IN THE EARLY 1970s, It was a matter of political correctness. Scores of large corporations, responding to the demands of African-Americans and other minority groups for equal access to business opportunities, established programs to ensure that certified minority companies would be included in the corporate purchasing process. In 1969, President Richard M. Nixon signed Executive Order 11-625, which called for the enlistment of the private sector to develop programs to broaden business opportunities and the capabilities of minority entrepreneurs. Today, minority business development programs are viewed as politically and economically correct.

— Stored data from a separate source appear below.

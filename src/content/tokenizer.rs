//! Content stream tokenizer.
//!
//! Splits a logical content stream into operands, operators and inline
//! images. Operands are parsed whole by the object parser in direct mode, so
//! an array or dictionary operand is a single token. Every token records the
//! 1-based line it starts on together with its byte offset and length.
//!
//! Lines advance on LF and on a CR that is not followed by LF, wherever the
//! newline occurs (inside strings and inline image data included).

use crate::content::inline_image::InlineImage;
use crate::content::operators::Operator;
use crate::error::{Error, Result};
use crate::lexer::{is_whitespace, skip_ws, token, Token};
use crate::object::{Dictionary, Object};
use crate::parser::{describe, parse_direct_object};
use crate::parser_config::ParserOptions;

/// A lexical unit of a content stream.
#[derive(Debug, Clone, PartialEq)]
pub enum ContentToken {
    /// An operand literal
    Operand(Object),
    /// An operator identifier
    Operator(Operator),
    /// A complete `BI ... ID ... EI` region
    InlineImage(InlineImage),
}

/// A token together with its position in the logical stream.
#[derive(Debug, Clone, PartialEq)]
pub struct LocatedToken {
    /// The token
    pub token: ContentToken,
    /// 1-based line where the token starts
    pub line: usize,
    /// Byte offset of the first byte of the token
    pub offset: usize,
    /// Number of bytes the token spans
    pub length: usize,
}

/// Iterator over the tokens of a content stream.
///
/// Yields `Err` at most once; iteration ends after the first error.
///
/// ```
/// use pdf_content_codec::content::{ContentToken, ContentTokenizer};
/// use pdf_content_codec::parser_config::ParserOptions;
///
/// let tokens: Vec<_> = ContentTokenizer::new(b"q\n1 0 0 1 0 0 cm", ParserOptions::default())
///     .collect::<Result<_, _>>()?;
/// assert_eq!(tokens.len(), 8);
/// assert_eq!(tokens[7].line, 2);
/// assert!(matches!(tokens[7].token, ContentToken::Operator(_)));
/// # Ok::<(), pdf_content_codec::error::Error>(())
/// ```
#[derive(Debug, Clone)]
pub struct ContentTokenizer<'a> {
    data: &'a [u8],
    pos: usize,
    line: usize,
    options: ParserOptions,
    failed: bool,
}

impl<'a> ContentTokenizer<'a> {
    /// Create a tokenizer over decoded content stream bytes.
    pub fn new(data: &'a [u8], options: ParserOptions) -> Self {
        Self {
            data,
            pos: 0,
            line: 1,
            options,
            failed: false,
        }
    }

    /// Line of the current position.
    pub fn line(&self) -> usize {
        self.line
    }

    /// Move to `to`, counting the newlines passed over.
    fn advance(&mut self, to: usize) {
        for i in self.pos..to {
            match self.data[i] {
                b'\n' => self.line += 1,
                b'\r' if self.data.get(i + 1) != Some(&b'\n') => self.line += 1,
                _ => {},
            }
        }
        self.pos = to;
    }

    /// Offset of a suffix of `data`.
    fn offset_of(&self, rest: &[u8]) -> usize {
        self.data.len() - rest.len()
    }

    fn skip_whitespace(&mut self) {
        let rest = &self.data[self.pos..];
        let to = match skip_ws(rest) {
            Ok((after, _)) => self.offset_of(after),
            Err(_) => self.pos,
        };
        self.advance(to);
    }

    fn next_token(&mut self) -> Result<Option<LocatedToken>> {
        self.skip_whitespace();
        if self.pos >= self.data.len() {
            return Ok(None);
        }

        let data = self.data;
        let start = self.pos;
        let line = self.line;
        let rest = &data[start..];

        let token = match token(rest) {
            Ok((after, Token::Keyword(b"BI"))) => {
                let after = self.offset_of(after);
                self.advance(after);
                ContentToken::InlineImage(self.read_inline_image(line)?)
            },
            Ok((after, Token::Keyword(word))) => {
                let after = self.offset_of(after);
                self.advance(after);
                ContentToken::Operator(Operator::new(word))
            },
            Ok(_) => {
                let obj = self.read_object(line)?;
                ContentToken::Operand(obj)
            },
            Err(nom::Err::Failure(e)) => {
                return Err(Error::content_stream(
                    line,
                    format!("malformed operand at line {}: {}", line, describe(e.code)),
                ))
            },
            Err(_) => {
                return Err(Error::content_stream(
                    line,
                    format!("unrecognized token at line {}", line),
                ))
            },
        };

        Ok(Some(LocatedToken {
            token,
            line,
            offset: start,
            length: self.pos - start,
        }))
    }

    /// Parse one direct object at the current position.
    fn read_object(&mut self, line: usize) -> Result<Object> {
        let data = self.data;
        let rest = &data[self.pos..];
        match parse_direct_object(rest, &self.options) {
            Ok((after, obj)) => {
                let after = self.offset_of(after);
                self.advance(after);
                Ok(obj)
            },
            Err(nom::Err::Error(e)) | Err(nom::Err::Failure(e)) => Err(Error::content_stream(
                line,
                format!("malformed operand at line {}: {}", line, describe(e.code)),
            )),
            Err(nom::Err::Incomplete(_)) => Err(Error::content_stream_at(line)),
        }
    }

    /// Read the rest of an inline image; the position is just past `BI`.
    fn read_inline_image(&mut self, bi_line: usize) -> Result<InlineImage> {
        let no_id = || {
            Error::content_stream(
                bi_line,
                format!("inline image starting at line {} has no ID", bi_line),
            )
        };
        let data = self.data;
        let mut params = Dictionary::new();

        loop {
            self.skip_whitespace();
            if self.pos >= self.data.len() {
                return Err(no_id());
            }

            match token(&data[self.pos..]) {
                Ok((after, Token::Keyword(b"ID"))) => {
                    let after = self.offset_of(after);
                    self.advance(after);
                    break;
                },
                Ok((_, Token::Keyword(_))) => return Err(no_id()),
                Err(nom::Err::Error(_)) | Err(nom::Err::Incomplete(_)) => return Err(no_id()),
                // Operands, and hard lexer failures that read_object reports
                Ok(_) | Err(nom::Err::Failure(_)) => {},
            }

            let key = self.read_object(bi_line)?;
            self.skip_whitespace();
            if self.pos >= self.data.len() {
                return Err(no_id());
            }
            if let Ok((_, Token::Keyword(_))) = token(&data[self.pos..]) {
                return Err(no_id());
            }
            let value = self.read_object(bi_line)?;

            match key {
                Object::Name(name) => {
                    params.insert(name, value);
                },
                other if self.options.strict => {
                    return Err(Error::content_stream(
                        bi_line,
                        format!(
                            "inline image at line {} has a {} key",
                            bi_line,
                            other.type_name()
                        ),
                    ))
                },
                other => {
                    log::warn!(
                        "Dropping inline image entry with {} key at line {}",
                        other.type_name(),
                        bi_line
                    );
                },
            }
        }

        // A single whitespace byte separates ID from the data
        let mut data_start = self.pos;
        if data_start < data.len() && is_whitespace(data[data_start]) {
            data_start += 1;
        }

        let ei = find_inline_image_end(data, data_start).ok_or_else(|| {
            Error::content_stream(
                bi_line,
                format!("inline image starting at line {} has no EI", bi_line),
            )
        })?;
        let data_end = (ei - 1).max(data_start);
        let image_data = data[data_start..data_end].to_vec();
        self.advance(ei + 2);

        Ok(InlineImage::new(params, image_data))
    }
}

impl Iterator for ContentTokenizer<'_> {
    type Item = Result<LocatedToken>;

    fn next(&mut self) -> Option<Self::Item> {
        if self.failed {
            return None;
        }
        match self.next_token() {
            Ok(token) => token.map(Ok),
            Err(e) => {
                self.failed = true;
                Some(Err(e))
            },
        }
    }
}

/// Find the `EI` that ends inline image data starting at `data_start`.
///
/// `EI` counts only when preceded by a whitespace byte and followed by
/// whitespace or the end of input. Returns the offset of the `E`.
pub(crate) fn find_inline_image_end(data: &[u8], data_start: usize) -> Option<usize> {
    (data_start.max(1)..data.len().saturating_sub(1)).find(|&p| {
        &data[p..p + 2] == b"EI"
            && is_whitespace(data[p - 1])
            && data.get(p + 2).map_or(true, |&b| is_whitespace(b))
    })
}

That is not to say that it’s any easier for minority businesses to land contracts with major corporations. To be successful, entrepreneurs must understand the goals, customers and culture of potential corporate clients, and be able to present quality products and services at a competitive price. And they must understand that minority business development programs are not a free-for-all sweepstakes for contracts. This said, there should be some means by which due-diligence and market intelligence can be performed in a scalable fashion.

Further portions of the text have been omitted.